The way we went with this is that each of our entity objects end up having a created & modified user and datetime. By default when updating the entity object, the original datetime when read is passed as a parameter for the update stored procedure (as part of one of our intermediate framework classes).

At the top of every update stored procedure we make a call to a stored procedure that checks that a given table record has the matching modified datetime to when we read it. The way it was done opens up a slight window (during the update itself), but it was minimal enough for me to not be too concerned about it in terms of the consequences of any missed concurrency violations.

I would have rather seen the implementation update the modified datetime where the datetime matched when the record was read -- that way, the first "updater" would get rights to completing the operation (any others would fail). It's something that could be remedied but it's been low on my priority list to make it an issue.

Chris

smiley riley replied on Thursday, May 15, 2008

Why not create a set of underlying values for each obejct and pass these in a where clause, only updating where the same. You can then handle when no rows are updated. You can use datetime but you have fixed granularity. A guid is NOT garanteed to be unique. What about DateTimeStamp???

 

skagen00 replied on Thursday, May 15, 2008

"You can use datetime but you have fixed granularity"

I think I understand where you're going but in some cases you don't want certain portions of an object to change independently and successfully with the originally read object because you can invalidate rules. I even consider a change to the child to be a change to the root object for concurrency purposes.

It depends on what your concurrency needs are.

One might be that an invoice status can be set to "ready to pay" if all invoice lines are "approved". Well, if you let a non-ready-to-pay invoice with two approved lines get retrieved twice and on the first you set it to "ready to pay" and on the second you unapprove one of the lines and you let both changes to succeed because "they don't overlap", well, you've gotten yourself a ready to pay invoice with an unapproved line.

The above isn't a direct example of what we're doing but I think it outlines a sample case that I want to avoid and avoid in a very general way. That is, I don't need to deal with any specific logic to handle these edge cases if I use the route I use.
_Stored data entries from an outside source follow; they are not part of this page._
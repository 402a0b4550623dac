use image::{DynamicImage, GenericImageView, imageops::FilterType};

use crate::ExtractError;

/// One sampled pixel, `[r, g, b]`.
pub type Rgb8 = [u8; 3];

/// Longest side, in pixels, that images are reduced to before clustering.
///
/// Trades accuracy for speed: a 4000×3000 photo becomes 256×192, i.e. ~49k
/// samples instead of 12M. Nearest-neighbour filtering is used so every sample
/// is still a color that appears in the original image.
pub const DEFAULT_MAX_DIMENSION: u32 = 256;

/// Decode raw image bytes (JPEG, PNG and every other format enabled in the
/// `image` crate). Multi-frame formats yield their first frame.
pub fn decode_image(input: &[u8]) -> Result<DynamicImage, ExtractError> {
    if input.is_empty() {
        return Err(ExtractError::Decode("input is empty".to_string()));
    }
    let img = image::load_from_memory(input)?;
    tracing::debug!(width = img.width(), height = img.height(), "decoded image");
    Ok(img)
}

/// Flatten an image into RGB samples, dropping alpha.
///
/// When `max_dimension` is set and the longest side exceeds it, the image is
/// first resized (nearest-neighbour, aspect ratio kept) so the longest side
/// equals `max_dimension`.
pub fn sample_image(
    img: &DynamicImage,
    max_dimension: Option<u32>,
) -> Result<Vec<Rgb8>, ExtractError> {
    let (orig_w, orig_h) = img.dimensions();
    if orig_w == 0 || orig_h == 0 {
        return Err(ExtractError::InsufficientData(format!(
            "image has zero-sized dimensions {orig_w}x{orig_h}"
        )));
    }

    let rgb8 = match max_dimension {
        Some(max) if orig_w.max(orig_h) > max => {
            let (w, h) = downscaled_size(orig_w, orig_h, max);
            tracing::debug!(from_w = orig_w, from_h = orig_h, w, h, "downscaling before sampling");
            image::imageops::resize(&img.to_rgb8(), w, h, FilterType::Nearest)
        }
        _ => img.to_rgb8(),
    };

    Ok(rgb8.pixels().map(|p| p.0).collect())
}

/// [`decode_image`] followed by [`sample_image`].
pub fn sample_bytes(input: &[u8], max_dimension: Option<u32>) -> Result<Vec<Rgb8>, ExtractError> {
    let img = decode_image(input)?;
    sample_image(&img, max_dimension)
}

fn downscaled_size(orig_w: u32, orig_h: u32, max: u32) -> (u32, u32) {
    let max_side = orig_w.max(orig_h) as f32;
    let ratio = max.max(1) as f32 / max_side;
    let w = ((orig_w as f32) * ratio).round().max(1.0) as u32;
    let h = ((orig_h as f32) * ratio).round().max(1.0) as u32;
    (w, h)
}
use std::collections::HashMap;

use kmeans_colors::{Kmeans, get_kmeans};
use palette::Srgb;

use crate::{ExtractError, Rgb8};

/// Smallest number of clusters a caller may request.
pub const MIN_CLUSTERS: usize = 1;
/// Largest number of clusters a caller may request.
pub const MAX_CLUSTERS: usize = 10;

/// Tuning knobs for the k-means runs.
#[derive(Clone, Copy, Debug, PartialEq)]
pub struct KmeansConfig {
    /// Iteration cap for a single run.
    pub max_iter: usize,
    /// Convergence threshold on centroid movement, in 0..1 sRGB units.
    pub converge: f32,
    /// Number of independently seeded runs; the one with the lowest inertia wins.
    pub runs: usize,
}

impl Default for KmeansConfig {
    fn default() -> Self {
        Self {
            max_iter: 20,
            converge: 0.0025,
            runs: 10,
        }
    }
}

/// One cluster of pixel samples.
#[derive(Clone, Copy, Debug, PartialEq)]
pub struct ClusterResult {
    centroid: [f32; 3],
    count: usize,
    weight: f32,
}

impl ClusterResult {
    fn new(centroid: [f32; 3], count: usize, total: usize) -> Self {
        Self {
            centroid,
            count,
            weight: count as f32 / total as f32,
        }
    }

    /// Mean color of the cluster, channels in 0..=255 before rounding.
    pub fn centroid(&self) -> [f32; 3] {
        self.centroid
    }

    /// Number of samples assigned to the cluster.
    pub fn count(&self) -> usize {
        self.count
    }

    /// Fraction of all samples assigned to the cluster.
    pub fn weight(&self) -> f32 {
        self.weight
    }

    /// Centroid rounded half away from zero and clamped to a valid channel.
    pub fn rgb(&self) -> Rgb8 {
        self.centroid.map(|c| c.round().clamp(0.0, 255.0) as u8)
    }
}

pub(crate) fn check_cluster_count(k: usize) -> Result<(), ExtractError> {
    if (MIN_CLUSTERS..=MAX_CLUSTERS).contains(&k) {
        Ok(())
    } else {
        Err(ExtractError::InvalidParameter {
            name: "num_colors",
            value: k,
            min: MIN_CLUSTERS,
            max: MAX_CLUSTERS,
        })
    }
}

/// Group `samples` into exactly `k` clusters.
///
/// When the samples hold no more than `k` distinct colors every color becomes
/// its own exact cluster and the remaining slots are filled with zero-weight
/// copies of the heaviest one. Otherwise k-means (squared Euclidean distance
/// in RGB) is run `config.runs` times with seeds `seed, seed + 1, ...` and the
/// run with the lowest inertia is kept.
pub fn cluster_pixels(
    samples: &[Rgb8],
    k: usize,
    seed: u64,
    config: &KmeansConfig,
) -> Result<Vec<ClusterResult>, ExtractError> {
    check_cluster_count(k)?;
    if samples.is_empty() {
        return Err(ExtractError::InsufficientData("no pixels were sampled".to_string()));
    }

    let mut histogram: HashMap<Rgb8, usize> = HashMap::new();
    for &pixel in samples {
        *histogram.entry(pixel).or_insert(0) += 1;
    }

    if histogram.len() <= k {
        tracing::debug!(distinct = histogram.len(), k, "few distinct colors, skipping k-means");
        return Ok(exact_clusters(histogram, k, samples.len()));
    }

    Ok(kmeans_clusters(samples, k, seed, config))
}

fn exact_clusters(histogram: HashMap<Rgb8, usize>, k: usize, total: usize) -> Vec<ClusterResult> {
    let mut clusters: Vec<ClusterResult> = histogram
        .into_iter()
        .map(|(rgb, count)| ClusterResult::new(rgb.map(f32::from), count, total))
        .collect();
    clusters.sort_unstable_by(|a, b| b.count.cmp(&a.count).then(a.rgb().cmp(&b.rgb())));

    if let Some(filler) = degenerate_filler(&clusters) {
        clusters.resize(k, filler);
    }
    clusters
}

/// Zero-weight copy of the dominant cluster (most samples, ties by lowest
/// RGB), used for every slot that ends up with nothing assigned.
fn degenerate_filler(clusters: &[ClusterResult]) -> Option<ClusterResult> {
    let dominant = clusters
        .iter()
        .filter(|c| c.count > 0)
        .min_by(|a, b| b.count.cmp(&a.count).then(a.rgb().cmp(&b.rgb())))?;
    Some(ClusterResult {
        count: 0,
        weight: 0.0,
        ..*dominant
    })
}

#[derive(Debug)]
struct Run {
    seed: u64,
    inertia: f64,
    clusters: Vec<ClusterResult>,
}

fn kmeans_clusters(
    samples: &[Rgb8],
    k: usize,
    seed: u64,
    config: &KmeansConfig,
) -> Vec<ClusterResult> {
    let buf: Vec<Srgb> = samples
        .iter()
        .map(|&[r, g, b]| Srgb::new(r, g, b).into_format())
        .collect();

    let runs = (0..config.runs.max(1)).map(|i| {
        let run_seed = seed.wrapping_add(i as u64);
        let kmeans = get_kmeans(k, config.max_iter, config.converge, false, &buf, run_seed);
        let scored = summarize(samples, &kmeans, k, run_seed);
        tracing::trace!(seed = run_seed, inertia = scored.inertia, "k-means run finished");
        scored
    });

    match select_best(runs) {
        Some(best) => {
            tracing::debug!(k, seed = best.seed, inertia = best.inertia, "selected k-means run");
            best.clusters
        }
        None => Vec::new(),
    }
}

/// Lowest inertia wins; on equal inertia the earlier run is kept.
fn select_best(runs: impl IntoIterator<Item = Run>) -> Option<Run> {
    runs.into_iter().fold(None, |best, candidate| match best {
        Some(best) if best.inertia <= candidate.inertia => Some(best),
        _ => Some(candidate),
    })
}

/// Recompute exact centroids from the assignments and score the run.
fn summarize(samples: &[Rgb8], kmeans: &Kmeans<Srgb>, k: usize, seed: u64) -> Run {
    let mut sums = vec![[0u64; 3]; k];
    let mut counts = vec![0usize; k];
    for (pixel, &idx) in samples.iter().zip(&kmeans.indices) {
        let idx = idx as usize;
        counts[idx] += 1;
        for (sum, &channel) in sums[idx].iter_mut().zip(pixel) {
            *sum += u64::from(channel);
        }
    }

    let total = samples.len();
    let mut clusters: Vec<ClusterResult> = sums
        .iter()
        .zip(&counts)
        .map(|(sum, &count)| {
            let centroid = match count {
                0 => [0.0; 3],
                n => sum.map(|s| (s as f64 / n as f64) as f32),
            };
            ClusterResult::new(centroid, count, total)
        })
        .collect();

    let inertia = samples
        .iter()
        .zip(&kmeans.indices)
        .map(|(pixel, &idx)| {
            let c = clusters[idx as usize].centroid;
            pixel
                .iter()
                .zip(c)
                .map(|(&p, c)| {
                    let d = f64::from(p) - f64::from(c);
                    d * d
                })
                .sum::<f64>()
        })
        .sum();

    // The library reseeds empty clusters at random colors; repeat the
    // dominant cluster instead, as the exact path does.
    if let Some(filler) = degenerate_filler(&clusters) {
        for cluster in clusters.iter_mut().filter(|c| c.count == 0) {
            *cluster = filler;
        }
    }

    Run {
        seed,
        inertia,
        clusters,
    }
}

/// Seed drawn from the operating system, for runs that should not be
/// reproducible.
pub fn entropy_seed() -> Result<u64, getrandom::Error> {
    let mut bytes = [0u8; 8];
    getrandom::fill(&mut bytes)?;
    Ok(u64::from_le_bytes(bytes))
}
For us, the likelihood of the same object being manipulated at the same time is relatively low - so the frequency of concurrency violation will be low. This makes the approach we're taking good for us. Now if you had some deal where you had a lot of people using the same records and had a higher frequency of concurrency violations under that scenario (making work a PITA for people as they're constantly losing their work) then you be fancier about concurrency and try not to reject changes as aptly as we're willing to do.

Your concurrency approach is really tied to the flavor of your application IMO.
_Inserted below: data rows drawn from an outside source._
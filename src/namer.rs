//! Nearest-name lookup against a fixed table of named colors.
//!
//! A [`ColorTable`] is built once and never mutated, so lookups are plain
//! reads and can run from any number of threads at once.

use std::path::Path;
use std::sync::OnceLock;

use serde::Deserialize;

use crate::{ReferenceTableError, Rgb8};

/// A reference color and its name.
#[derive(Clone, Debug, PartialEq, Eq)]
pub struct NamedColor {
    pub name: String,
    pub rgb: Rgb8,
}

impl NamedColor {
    pub fn new(name: impl Into<String>, rgb: Rgb8) -> Self {
        Self {
            name: name.into(),
            rgb,
        }
    }

    /// Name in title case, e.g. `lightgoldenrodyellow` -> `Lightgoldenrodyellow`.
    pub fn display_name(&self) -> String {
        title_case(&self.name)
    }
}

/// Ordered, non-empty set of named colors.
///
/// Order matters: when two entries are equally close to a query, the earlier
/// one wins.
#[derive(Clone, Debug)]
pub struct ColorTable {
    entries: Vec<NamedColor>,
}

#[derive(Deserialize)]
struct TableEntry {
    name: String,
    hex: String,
}

impl ColorTable {
    pub fn new(entries: Vec<NamedColor>) -> Result<Self, ReferenceTableError> {
        if entries.is_empty() {
            return Err(ReferenceTableError::Empty);
        }
        Ok(Self { entries })
    }

    /// The 147 CSS3 color keywords, alphabetically ordered.
    ///
    /// Built on first use; concurrent first calls still construct it once.
    pub fn css3() -> &'static ColorTable {
        static CSS3: OnceLock<ColorTable> = OnceLock::new();
        CSS3.get_or_init(|| ColorTable {
            entries: CSS3_COLORS
                .iter()
                .map(|&(name, rgb)| NamedColor::new(name, rgb))
                .collect(),
        })
    }

    /// Parse a JSON array of `{"name": "...", "hex": "#rrggbb"}` objects.
    pub fn from_json(json: &str) -> Result<Self, ReferenceTableError> {
        let raw: Vec<TableEntry> = serde_json::from_str(json)?;
        let entries = raw
            .into_iter()
            .map(|e| {
                let rgb = parse_hex(&e.hex).ok_or_else(|| ReferenceTableError::InvalidHex {
                    name: e.name.clone(),
                    value: e.hex.clone(),
                })?;
                Ok(NamedColor::new(e.name, rgb))
            })
            .collect::<Result<Vec<_>, ReferenceTableError>>()?;
        Self::new(entries)
    }

    /// Read a JSON table from disk; see [`ColorTable::from_json`].
    pub fn from_path(path: impl AsRef<Path>) -> Result<Self, ReferenceTableError> {
        let path = path.as_ref();
        let json = std::fs::read_to_string(path)?;
        let table = Self::from_json(&json)?;
        tracing::debug!(path = %path.display(), entries = table.len(), "loaded color table");
        Ok(table)
    }

    /// Closest entry by squared Euclidean distance in RGB.
    pub fn nearest(&self, rgb: Rgb8) -> &NamedColor {
        let mut best = &self.entries[0];
        let mut best_dist = u32::MAX;
        for entry in &self.entries {
            let dist = distance_sq(rgb, entry.rgb);
            if dist < best_dist {
                best_dist = dist;
                best = entry;
            }
        }
        best
    }

    pub fn len(&self) -> usize {
        self.entries.len()
    }

    pub fn is_empty(&self) -> bool {
        self.entries.is_empty()
    }

    pub fn iter(&self) -> impl Iterator<Item = &NamedColor> {
        self.entries.iter()
    }
}

fn distance_sq(a: Rgb8, b: Rgb8) -> u32 {
    a.iter()
        .zip(b)
        .map(|(&x, y)| {
            let d = i32::from(x) - i32::from(y);
            (d * d) as u32
        })
        .sum()
}

fn parse_hex(s: &str) -> Option<Rgb8> {
    let hex = s.trim_start_matches('#');
    if hex.len() != 6 || !hex.is_ascii() {
        return None;
    }
    let r = u8::from_str_radix(&hex[0..2], 16).ok()?;
    let g = u8::from_str_radix(&hex[2..4], 16).ok()?;
    let b = u8::from_str_radix(&hex[4..6], 16).ok()?;
    Some([r, g, b])
}

/// Upper-case the first letter of every word, lower-case the rest.
fn title_case(s: &str) -> String {
    let mut out = String::with_capacity(s.len());
    let mut at_word_start = true;
    for ch in s.chars() {
        if ch.is_alphabetic() {
            if at_word_start {
                out.extend(ch.to_uppercase());
            } else {
                out.extend(ch.to_lowercase());
            }
            at_word_start = false;
        } else {
            out.push(ch);
            at_word_start = true;
        }
    }
    out
}

const CSS3_COLORS: &[(&str, Rgb8)] = &[
    ("aliceblue", [0xf0, 0xf8, 0xff]),
    ("antiquewhite", [0xfa, 0xeb, 0xd7]),
    ("aqua", [0x00, 0xff, 0xff]),
    ("aquamarine", [0x7f, 0xff, 0xd4]),
    ("azure", [0xf0, 0xff, 0xff]),
    ("beige", [0xf5, 0xf5, 0xdc]),
    ("bisque", [0xff, 0xe4, 0xc4]),
    ("black", [0x00, 0x00, 0x00]),
    ("blanchedalmond", [0xff, 0xeb, 0xcd]),
    ("blue", [0x00, 0x00, 0xff]),
    ("blueviolet", [0x8a, 0x2b, 0xe2]),
    ("brown", [0xa5, 0x2a, 0x2a]),
    ("burlywood", [0xde, 0xb8, 0x87]),
    ("cadetblue", [0x5f, 0x9e, 0xa0]),
    ("chartreuse", [0x7f, 0xff, 0x00]),
    ("chocolate", [0xd2, 0x69, 0x1e]),
    ("coral", [0xff, 0x7f, 0x50]),
    ("cornflowerblue", [0x64, 0x95, 0xed]),
    ("cornsilk", [0xff, 0xf8, 0xdc]),
    ("crimson", [0xdc, 0x14, 0x3c]),
    ("cyan", [0x00, 0xff, 0xff]),
    ("darkblue", [0x00, 0x00, 0x8b]),
    ("darkcyan", [0x00, 0x8b, 0x8b]),
    ("darkgoldenrod", [0xb8, 0x86, 0x0b]),
    ("darkgray", [0xa9, 0xa9, 0xa9]),
    ("darkgreen", [0x00, 0x64, 0x00]),
    ("darkgrey", [0xa9, 0xa9, 0xa9]),
    ("darkkhaki", [0xbd, 0xb7, 0x6b]),
    ("darkmagenta", [0x8b, 0x00, 0x8b]),
    ("darkolivegreen", [0x55, 0x6b, 0x2f]),
    ("darkorange", [0xff, 0x8c, 0x00]),
    ("darkorchid", [0x99, 0x32, 0xcc]),
    ("darkred", [0x8b, 0x00, 0x00]),
    ("darksalmon", [0xe9, 0x96, 0x7a]),
    ("darkseagreen", [0x8f, 0xbc, 0x8f]),
    ("darkslateblue", [0x48, 0x3d, 0x8b]),
    ("darkslategray", [0x2f, 0x4f, 0x4f]),
    ("darkslategrey", [0x2f, 0x4f, 0x4f]),
    ("darkturquoise", [0x00, 0xce, 0xd1]),
    ("darkviolet", [0x94, 0x00, 0xd3]),
    ("deeppink", [0xff, 0x14, 0x93]),
    ("deepskyblue", [0x00, 0xbf, 0xff]),
    ("dimgray", [0x69, 0x69, 0x69]),
    ("dimgrey", [0x69, 0x69, 0x69]),
    ("dodgerblue", [0x1e, 0x90, 0xff]),
    ("firebrick", [0xb2, 0x22, 0x22]),
    ("floralwhite", [0xff, 0xfa, 0xf0]),
    ("forestgreen", [0x22, 0x8b, 0x22]),
    ("fuchsia", [0xff, 0x00, 0xff]),
    ("gainsboro", [0xdc, 0xdc, 0xdc]),
    ("ghostwhite", [0xf8, 0xf8, 0xff]),
    ("gold", [0xff, 0xd7, 0x00]),
    ("goldenrod", [0xda, 0xa5, 0x20]),
    ("gray", [0x80, 0x80, 0x80]),
    ("green", [0x00, 0x80, 0x00]),
    ("greenyellow", [0xad, 0xff, 0x2f]),
    ("grey", [0x80, 0x80, 0x80]),
    ("honeydew", [0xf0, 0xff, 0xf0]),
    ("hotpink", [0xff, 0x69, 0xb4]),
    ("indianred", [0xcd, 0x5c, 0x5c]),
    ("indigo", [0x4b, 0x00, 0x82]),
    ("ivory", [0xff, 0xff, 0xf0]),
    ("khaki", [0xf0, 0xe6, 0x8c]),
    ("lavender", [0xe6, 0xe6, 0xfa]),
    ("lavenderblush", [0xff, 0xf0, 0xf5]),
    ("lawngreen", [0x7c, 0xfc, 0x00]),
    ("lemonchiffon", [0xff, 0xfa, 0xcd]),
    ("lightblue", [0xad, 0xd8, 0xe6]),
    ("lightcoral", [0xf0, 0x80, 0x80]),
    ("lightcyan", [0xe0, 0xff, 0xff]),
    ("lightgoldenrodyellow", [0xfa, 0xfa, 0xd2]),
    ("lightgray", [0xd3, 0xd3, 0xd3]),
    ("lightgreen", [0x90, 0xee, 0x90]),
    ("lightgrey", [0xd3, 0xd3, 0xd3]),
    ("lightpink", [0xff, 0xb6, 0xc1]),
    ("lightsalmon", [0xff, 0xa0, 0x7a]),
    ("lightseagreen", [0x20, 0xb2, 0xaa]),
    ("lightskyblue", [0x87, 0xce, 0xfa]),
    ("lightslategray", [0x77, 0x88, 0x99]),
    ("lightslategrey", [0x77, 0x88, 0x99]),
    ("lightsteelblue", [0xb0, 0xc4, 0xde]),
    ("lightyellow", [0xff, 0xff, 0xe0]),
    ("lime", [0x00, 0xff, 0x00]),
    ("limegreen", [0x32, 0xcd, 0x32]),
    ("linen", [0xfa, 0xf0, 0xe6]),
    ("magenta", [0xff, 0x00, 0xff]),
    ("maroon", [0x80, 0x00, 0x00]),
    ("mediumaquamarine", [0x66, 0xcd, 0xaa]),
    ("mediumblue", [0x00, 0x00, 0xcd]),
    ("mediumorchid", [0xba, 0x55, 0xd3]),
    ("mediumpurple", [0x93, 0x70, 0xdb]),
    ("mediumseagreen", [0x3c, 0xb3, 0x71]),
    ("mediumslateblue", [0x7b, 0x68, 0xee]),
    ("mediumspringgreen", [0x00, 0xfa, 0x9a]),
    ("mediumturquoise", [0x48, 0xd1, 0xcc]),
    ("mediumvioletred", [0xc7, 0x15, 0x85]),
    ("midnightblue", [0x19, 0x19, 0x70]),
    ("mintcream", [0xf5, 0xff, 0xfa]),
    ("mistyrose", [0xff, 0xe4, 0xe1]),
    ("moccasin", [0xff, 0xe4, 0xb5]),
    ("navajowhite", [0xff, 0xde, 0xad]),
    ("navy", [0x00, 0x00, 0x80]),
    ("oldlace", [0xfd, 0xf5, 0xe6]),
    ("olive", [0x80, 0x80, 0x00]),
    ("olivedrab", [0x6b, 0x8e, 0x23]),
    ("orange", [0xff, 0xa5, 0x00]),
    ("orangered", [0xff, 0x45, 0x00]),
    ("orchid", [0xda, 0x70, 0xd6]),
    ("palegoldenrod", [0xee, 0xe8, 0xaa]),
    ("palegreen", [0x98, 0xfb, 0x98]),
    ("paleturquoise", [0xaf, 0xee, 0xee]),
    ("palevioletred", [0xdb, 0x70, 0x93]),
    ("papayawhip", [0xff, 0xef, 0xd5]),
    ("peachpuff", [0xff, 0xda, 0xb9]),
    ("peru", [0xcd, 0x85, 0x3f]),
    ("pink", [0xff, 0xc0, 0xcb]),
    ("plum", [0xdd, 0xa0, 0xdd]),
    ("powderblue", [0xb0, 0xe0, 0xe6]),
    ("purple", [0x80, 0x00, 0x80]),
    ("red", [0xff, 0x00, 0x00]),
    ("rosybrown", [0xbc, 0x8f, 0x8f]),
    ("royalblue", [0x41, 0x69, 0xe1]),
    ("saddlebrown", [0x8b, 0x45, 0x13]),
    ("salmon", [0xfa, 0x80, 0x72]),
    ("sandybrown", [0xf4, 0xa4, 0x60]),
    ("seagreen", [0x2e, 0x8b, 0x57]),
    ("seashell", [0xff, 0xf5, 0xee]),
    ("sienna", [0xa0, 0x52, 0x2d]),
    ("silver", [0xc0, 0xc0, 0xc0]),
    ("skyblue", [0x87, 0xce, 0xeb]),
    ("slateblue", [0x6a, 0x5a, 0xcd]),
    ("slategray", [0x70, 0x80, 0x90]),
    ("slategrey", [0x70, 0x80, 0x90]),
    ("snow", [0xff, 0xfa, 0xfa]),
    ("springgreen", [0x00, 0xff, 0x7f]),
    ("steelblue", [0x46, 0x82, 0xb4]),
    ("tan", [0xd2, 0xb4, 0x8c]),
    ("teal", [0x00, 0x80, 0x80]),
    ("thistle", [0xd8, 0xbf, 0xd8]),
    ("tomato", [0xff, 0x63, 0x47]),
    ("turquoise", [0x40, 0xe0, 0xd0]),
    ("violet", [0xee, 0x82, 0xee]),
    ("wheat", [0xf5, 0xde, 0xb3]),
    ("white", [0xff, 0xff, 0xff]),
    ("whitesmoke", [0xf5, 0xf5, 0xf5]),
    ("yellow", [0xff, 0xff, 0x00]),
    ("yellowgreen", [0x9a, 0xcd, 0x32]),
];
smiley riley replied on Thursday, May 15, 2008

Your right, absolutely. But.....

Your example above is trying to solve a workflow issue by putting in data consitancy checks and balances. Surley above you would just join in the Invoice and update the status as part of the where clause to prevent the line getting set after the invoice status changed to "Ready To Pay". You then need to allow a workflow pattern for moving the invoice from ready to not ready to change the invoice lines back if the line was indead not ready or had been rejected late on?? Maybe I'm  missing something!!

Why not look at SQL Server Notifications?

 

Harry_Seldon replied on Thursday, May 15, 2008

Hi Chris,

Thanks for the reply. By "Entity object" do you mean buisness object or database table? I think we're gonna go down the timestamp column on all(well most) of our tables route. I want to use NHibernate but that looks like it is going to be rejected, due to time constraints.

HS

skagen00 replied on Thursday, May 15, 2008

By Entity Object I'm referring to a business object. In the event an entity object itself (not including children) span multiple tables, I just keep datetimes in the "base" table.

For example, Profiles can be Individuals or Organizations. My datetime is in the profile table.